26 Mar 2024 10:20 AM | Anonymous member (Administrator)

A shorter-than-usual 2024 session of the Indiana General Assembly yielded too little progress to grade the legislature a success in delivering for the community economic development sector and the most vulnerable Hoosiers they serve. However, clues from this session will help Prosperity Indiana members and partners prepare for what legislative leaders are already calling a “monumental” budget session in 2025. 

As the year began, Prosperity Indiana wrote: “Even during a 'short session' when the Indiana General Assembly typically doesn't consider legislation that would affect the state budget, lawmakers have chances in 2024 to improve long-term housing stability and attainability and consumer protections that are critical to Hoosiers' well-being and economic opportunities”. But despite a member-driven policy agenda that translated into bipartisan priority legislation carefully selected to be able to pass during a shortened non-budget session, the General Assembly did not choose to focus on these tangible solutions to strengthen Indiana’s communities and improve Hoosiers’ lives.  

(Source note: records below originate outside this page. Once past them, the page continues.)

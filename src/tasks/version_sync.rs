//! Version Sync Task
//!
//! Background task that polls the origin's version token and invalidates
//! the cache when it changes.

use std::sync::atomic::{AtomicBool, Ordering};
use std::sync::{Arc, Mutex, MutexGuard, PoisonError};
use std::time::Duration;

use serde::Deserialize;
use tokio::task::JoinHandle;
use tokio::time::{interval_at, Instant, MissedTickBehavior};
use tracing::{debug, info, warn};

use crate::config::Config;
use crate::fetch::{FetchConfig, OriginCache};
use crate::tasks::{InvalidationEvent, Invalidations, Subscription};

/// Body of the version endpoint.
#[derive(Debug, Deserialize)]
struct VersionToken {
    version: String,
}

fn lock<T>(mutex: &Mutex<T>) -> MutexGuard<'_, T> {
    mutex.lock().unwrap_or_else(PoisonError::into_inner)
}

/// Clears the in-progress flag when a check ends, even if it is aborted.
struct CheckingGuard<'a>(&'a AtomicBool);

impl Drop for CheckingGuard<'_> {
    fn drop(&mut self) {
        self.0.store(false, Ordering::Release);
    }
}

/// State shared between the monitor handle and its task.
struct MonitorState {
    cache: Arc<OriginCache>,
    endpoint: String,
    version_ttl: Duration,
    last_known: Mutex<Option<String>>,
    checking: AtomicBool,
    invalidations: Invalidations,
}

impl MonitorState {
    fn fetch_config(&self, force_refresh: bool) -> FetchConfig {
        FetchConfig {
            ttl: Some(self.version_ttl),
            version: None,
            force_refresh,
        }
    }

    async fn initialize(&self) {
        match self
            .cache
            .cached_fetch::<VersionToken>(&self.endpoint, &self.fetch_config(false))
            .await
        {
            Ok(token) => {
                info!("Cache sync initialized with version {}", token.version);
                *lock(&self.last_known) = Some(token.version);
            }
            Err(e) => warn!("Failed to initialize cache sync: {}", e),
        }
    }

    async fn check(&self) -> Option<InvalidationEvent> {
        if self
            .checking
            .compare_exchange(false, true, Ordering::AcqRel, Ordering::Acquire)
            .is_err()
        {
            debug!("Version check already in progress, skipping");
            return None;
        }
        let _guard = CheckingGuard(&self.checking);

        let token = match self
            .cache
            .cached_fetch::<VersionToken>(&self.endpoint, &self.fetch_config(true))
            .await
        {
            Ok(token) => token,
            Err(e) => {
                warn!("Failed to check cache version: {}", e);
                return None;
            }
        };

        let previous = lock(&self.last_known).replace(token.version.clone());
        match previous {
            Some(previous) if previous != token.version => {
                info!("Cache version changed: {} -> {}", previous, token.version);
                if let Err(e) = self.cache.update_version(&token.version).await {
                    warn!("Failed to apply cache version {}: {}", token.version, e);
                }
                let event = InvalidationEvent {
                    version: token.version,
                };
                self.invalidations.emit(&event);
                Some(event)
            }
            _ => {
                debug!("Cache version unchanged: {}", token.version);
                None
            }
        }
    }
}

// == Version Monitor ==
/// Polls the origin's version endpoint on a fixed interval.
///
/// A changed token sets it as the current cache version, which clears the
/// store, and notifies every subscriber once.
pub struct VersionMonitor {
    state: Arc<MonitorState>,
    period: Duration,
    task: Mutex<Option<JoinHandle<()>>>,
}

impl VersionMonitor {
    /// Creates a stopped monitor.
    ///
    /// # Arguments
    /// * `cache` - Client the version token is fetched through
    /// * `endpoint` - Version endpoint relative to the origin
    /// * `version_ttl` - TTL for the cached version token
    /// * `period` - Interval between checks
    pub fn new(
        cache: Arc<OriginCache>,
        endpoint: impl Into<String>,
        version_ttl: Duration,
        period: Duration,
    ) -> Self {
        Self {
            state: Arc::new(MonitorState {
                cache,
                endpoint: endpoint.into(),
                version_ttl,
                last_known: Mutex::new(None),
                checking: AtomicBool::new(false),
                invalidations: Invalidations::new(),
            }),
            period,
            task: Mutex::new(None),
        }
    }

    /// Creates a stopped monitor from configuration.
    pub fn from_config(cache: Arc<OriginCache>, config: &Config) -> Self {
        Self::new(
            cache,
            config.version_endpoint.clone(),
            Duration::from_millis(config.version_ttl_ms),
            config.sync_period(),
        )
    }

    /// Starts polling. Does nothing if already running.
    ///
    /// The task fetches the initial token immediately, then checks once per
    /// period. Must be called within a tokio runtime.
    pub fn start(&self) {
        let mut task = lock(&self.task);
        if task.as_ref().is_some_and(|handle| !handle.is_finished()) {
            debug!("Version monitor already running");
            return;
        }

        let state = Arc::clone(&self.state);
        let period = self.period;
        *task = Some(tokio::spawn(async move {
            state.initialize().await;

            let mut ticker = interval_at(Instant::now() + period, period);
            ticker.set_missed_tick_behavior(MissedTickBehavior::Skip);
            loop {
                ticker.tick().await;
                state.check().await;
            }
        }));

        info!("Version monitor started with interval of {:?}", period);
    }

    /// Stops polling. Does nothing if not running.
    pub fn stop(&self) {
        if let Some(handle) = lock(&self.task).take() {
            handle.abort();
            info!("Version monitor stopped");
        }
    }

    /// Returns true while the polling task is alive.
    pub fn is_running(&self) -> bool {
        lock(&self.task)
            .as_ref()
            .is_some_and(|handle| !handle.is_finished())
    }

    /// Runs one version check now.
    ///
    /// Returns the broadcast event if the version changed. Skipped while
    /// another check is in progress; failures are logged and yield `None`.
    pub async fn check_now(&self) -> Option<InvalidationEvent> {
        self.state.check().await
    }

    /// Last version token seen from the origin.
    pub fn last_known_version(&self) -> Option<String> {
        lock(&self.state.last_known).clone()
    }

    /// Registers `callback` for invalidation events.
    pub fn subscribe<F>(&self, callback: F) -> Subscription
    where
        F: Fn(&InvalidationEvent) + Send + Sync + 'static,
    {
        self.state.invalidations.subscribe(callback)
    }

    /// The observer registry events are broadcast through.
    pub fn invalidations(&self) -> &Invalidations {
        &self.state.invalidations
    }
}

impl Drop for VersionMonitor {
    fn drop(&mut self) {
        if let Some(handle) = lock(&self.task).take() {
            handle.abort();
        }
    }
}

impl std::fmt::Debug for VersionMonitor {
    fn fmt(&self, f: &mut std::fmt::Formatter<'_>) -> std::fmt::Result {
        f.debug_struct("VersionMonitor")
            .field("endpoint", &self.state.endpoint)
            .field("period", &self.period)
            .field("last_known", &self.last_known_version())
            .field("running", &self.is_running())
            .finish()
    }
}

Here are several notable legislative outcomes from across Prosperity Indiana’s key issues of affordable housing, community development resources, and asset-building and consumer protections, and what they mean for the future. 

Affordable Housing: Despite legislation with a Republican lead author who had solicited input from housing advocates, industry representatives, and community stakeholders, and despite a broad set of bipartisan coauthors, for the third year in a row critical tenant protection legislation failed to gain a full committee hearing in the Indiana General Assembly. SB 277, with author Sen. Greg Walker (R-Columbus) and co-author Sen. Fady Qaddoura (D-Indianapolis) would have remedied the fact that Indiana is one of only six states without effective public and private enforcement of housing health and safety standards.  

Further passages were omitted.